You insist that you are interested in my opinion, but you tell me, "You cannot compare an evil communist dictatorship with our open, free society."

It confuses me that lots of people born in the western world have a very distorted idea of freedom, also most of them do not listen.

"I actually did not compare the two systems, even though I cannot see any reason why this would-be taboo. I only showed that the argument for pushing through an infringement on public and personal civil liberties always seems the same. The use of fear is very popular if you want people to give up their freedom. Also, I do not think that the hurt feelings, mostly of religious people, are a good excuse for forbidding satire or any other form of expression (never mind that religious people often hurt much more than just somebody’s feelings). Freedom of speech, by the way, does not mean that you have to agree or even like what is said. It means that you tolerate it, nothing more.

To quote Rosa Luxemburg, a German communist, some of whose books were forbidden in communist Germany, “Freedom is always and foremost the freedom of the people who think differently” (my translation from German).
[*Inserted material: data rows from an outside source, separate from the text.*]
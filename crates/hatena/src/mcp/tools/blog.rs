use std::time::Duration;

use crate::client::{HatenaBlogClient, Transport};
use hatena_core::{ContentType, EntryDraft, EntryPatch};
use serde::Deserialize;

use super::{parse_args, text_result, tool_error, JsonRpcError, Tool};

const ENTRY_TOOLS: [&str; 6] = [
    "hatena_list_entries",
    "hatena_get_entry",
    "hatena_create_entry",
    "hatena_update_entry",
    "hatena_delete_entry",
    "hatena_verify",
];

/// Default pause between pages when listing everything
const DEFAULT_PAGE_DELAY_MS: u64 = 1000;

pub fn is_entry_tool(name: &str) -> bool {
    ENTRY_TOOLS.contains(&name)
}

fn blog_property() -> serde_json::Value {
    serde_json::json!({
        "type": "string",
        "description": "Blog profile name from the profiles file (default: the blog configured via HATENA_* environment variables)"
    })
}

fn entry_fields(required: &[&str], with_entry_id: bool) -> serde_json::Value {
    let mut properties = serde_json::json!({
        "blog": blog_property(),
        "title": {
            "type": "string",
            "description": "Entry title"
        },
        "content": {
            "type": "string",
            "description": "Entry body"
        },
        "content_type": {
            "type": "string",
            "description": "Body format (default: html)",
            "enum": ["text", "hatena", "markdown", "html"]
        },
        "categories": {
            "type": "array",
            "items": { "type": "string" },
            "description": "Categories, in order"
        },
        "draft": {
            "type": "boolean",
            "description": "Keep the entry unpublished"
        },
        "custom_url": {
            "type": "string",
            "description": "Custom URL path for the entry"
        },
        "updated": {
            "type": "string",
            "description": "ISO-8601 timestamp overriding the entry date"
        }
    });

    if with_entry_id {
        properties["entry_id"] = serde_json::json!({
            "type": "string",
            "description": "Entry ID (last segment of the entry's edit URL)"
        });
    }

    serde_json::json!({
        "type": "object",
        "properties": properties,
        "required": required
    })
}

pub fn tools() -> Vec<Tool> {
    vec![
        Tool {
            name: "hatena_list_entries".to_string(),
            description: "List Hatena Blog entries, newest first. Returns one page with a next_cursor for the following page, or every entry when all is true. Requires HATENA_ID, HATENA_BLOG_DOMAIN and HATENA_API_KEY, or a blog profile.".to_string(),
            input_schema: serde_json::json!({
                "type": "object",
                "properties": {
                    "blog": blog_property(),
                    "cursor": {
                        "type": "string",
                        "description": "Page cursor from a previous response's next_cursor"
                    },
                    "all": {
                        "type": "boolean",
                        "description": "Follow next-page links until the last page (default: false)"
                    },
                    "max_pages": {
                        "type": "number",
                        "description": "Stop after this many pages when all is true"
                    },
                    "delay_ms": {
                        "type": "number",
                        "description": "Milliseconds to wait between page requests when all is true (default: 1000)"
                    }
                },
                "required": []
            }),
        },
        Tool {
            name: "hatena_get_entry".to_string(),
            description: "Fetch a single Hatena Blog entry with its title, body, categories, draft flag and URLs.".to_string(),
            input_schema: serde_json::json!({
                "type": "object",
                "properties": {
                    "blog": blog_property(),
                    "entry_id": {
                        "type": "string",
                        "description": "Entry ID (last segment of the entry's edit URL)"
                    }
                },
                "required": ["entry_id"]
            }),
        },
        Tool {
            name: "hatena_create_entry".to_string(),
            description: "Create a Hatena Blog entry. Set draft to true to save it without publishing. Returns the entry as stored by Hatena, including its entry_id.".to_string(),
            input_schema: entry_fields(&["title", "content"], false),
        },
        Tool {
            name: "hatena_update_entry".to_string(),
            description: "Update a Hatena Blog entry. Only the given fields change; the rest are read from the current entry before the full replacement is sent.".to_string(),
            input_schema: entry_fields(&["entry_id"], true),
        },
        Tool {
            name: "hatena_delete_entry".to_string(),
            description: "Delete a Hatena Blog entry. This cannot be undone.".to_string(),
            input_schema: serde_json::json!({
                "type": "object",
                "properties": {
                    "blog": blog_property(),
                    "entry_id": {
                        "type": "string",
                        "description": "Entry ID to delete"
                    }
                },
                "required": ["entry_id"]
            }),
        },
        Tool {
            name: "hatena_verify".to_string(),
            description: "Check that the configured Hatena credentials are accepted by fetching the AtomPub service document.".to_string(),
            input_schema: serde_json::json!({
                "type": "object",
                "properties": {
                    "blog": blog_property()
                },
                "required": []
            }),
        },
        Tool {
            name: "hatena_list_blogs".to_string(),
            description: "List the blog profiles configured in the profiles file and whether their API keys are available.".to_string(),
            input_schema: serde_json::json!({
                "type": "object",
                "properties": {},
                "required": []
            }),
        },
    ]
}

#[derive(Debug, Deserialize)]
struct ListArgs {
    cursor: Option<String>,
    #[serde(default)]
    all: bool,
    max_pages: Option<usize>,
    delay_ms: Option<u64>,
}

#[derive(Debug, Deserialize)]
struct EntryIdArgs {
    entry_id: String,
}

#[derive(Debug, Deserialize)]
struct EntryFieldArgs {
    entry_id: Option<String>,
    title: Option<String>,
    content: Option<String>,
    content_type: Option<String>,
    categories: Option<Vec<String>>,
    draft: Option<bool>,
    custom_url: Option<String>,
    updated: Option<String>,
}

impl EntryFieldArgs {
    fn content_type(&self) -> Result<Option<ContentType>, JsonRpcError> {
        self.content_type
            .as_deref()
            .map(|value| value.parse::<ContentType>().map_err(JsonRpcError::invalid_params))
            .transpose()
    }

    fn into_draft(self) -> Result<EntryDraft, JsonRpcError> {
        let content_type = self.content_type()?.unwrap_or_default();

        let (Some(title), Some(content)) = (self.title, self.content) else {
            return Err(JsonRpcError::invalid_params(
                "title and content are required",
            ));
        };

        Ok(EntryDraft {
            title,
            content,
            content_type,
            author: None,
            categories: self.categories.unwrap_or_default(),
            is_draft: self.draft.unwrap_or(false),
            custom_url: self.custom_url,
            updated: self.updated,
        })
    }

    fn into_patch(self) -> Result<(String, EntryPatch), JsonRpcError> {
        let content_type = self.content_type()?;

        let entry_id = self
            .entry_id
            .ok_or_else(|| JsonRpcError::invalid_params("entry_id is required"))?;

        Ok((
            entry_id,
            EntryPatch {
                title: self.title,
                content: self.content,
                content_type,
                categories: self.categories,
                is_draft: self.draft,
                custom_url: self.custom_url,
                updated: self.updated,
            },
        ))
    }
}

/// Run one of the entry tools against `client`
pub async fn call_entry_tool<T: Transport>(
    name: &str,
    arguments: Option<serde_json::Value>,
    client: &HatenaBlogClient<T>,
) -> Result<serde_json::Value, JsonRpcError> {
    match name {
        "hatena_list_entries" => {
            let args: ListArgs = parse_args(arguments)?;
            let output = if args.all {
                let delay = Duration::from_millis(args.delay_ms.unwrap_or(DEFAULT_PAGE_DELAY_MS));
                crate::blog::list::list_all_entries_data(client, delay, args.max_pages).await
            } else {
                crate::blog::list_entries_data(client, args.cursor).await
            }
            .map_err(tool_error)?;
            text_result(&output)
        }
        "hatena_get_entry" => {
            let args: EntryIdArgs = parse_args(arguments)?;
            let entry = crate::blog::get_entry_data(client, &args.entry_id)
                .await
                .map_err(tool_error)?;
            text_result(&entry)
        }
        "hatena_create_entry" => {
            let draft = parse_args::<EntryFieldArgs>(arguments)?.into_draft()?;
            let entry = crate::blog::create_entry_data(client, draft)
                .await
                .map_err(tool_error)?;
            text_result(&entry)
        }
        "hatena_update_entry" => {
            let (entry_id, patch) = parse_args::<EntryFieldArgs>(arguments)?.into_patch()?;
            let entry = crate::blog::update_entry_data(client, &entry_id, patch)
                .await
                .map_err(tool_error)?;
            text_result(&entry)
        }
        "hatena_delete_entry" => {
            let args: EntryIdArgs = parse_args(arguments)?;
            let output = crate::blog::delete_entry_data(client, &args.entry_id)
                .await
                .map_err(tool_error)?;
            text_result(&output)
        }
        "hatena_verify" => {
            let output = crate::blog::verify_data(client).await.map_err(tool_error)?;
            text_result(&output)
        }
        _ => Err(JsonRpcError::invalid_params(format!("Unknown tool: {name}"))),
    }
}

pub fn handle_list_blogs(global: &crate::Global) -> Result<serde_json::Value, JsonRpcError> {
    let profiles = crate::profiles::list_profiles_data(global).map_err(tool_error)?;
    text_result(&profiles)
}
Now I feel exhausted. Oh, good old times when alcohol was still my friend…

"But you did not have this freedom when you grew up!", you almost desperately yell.

"No, I did not have it, maybe that's why I value it so much. That's why I see how much of this freedom you have already given up. That's why I do not believe that giving up freedom makes our society safer nor that giving up criticism and satire makes us more tolerant."

When I ask you if you ever indeed doubted that you are on the right, on the good side, you are speechless.

Thank God, we have to go back to work. I really need a break.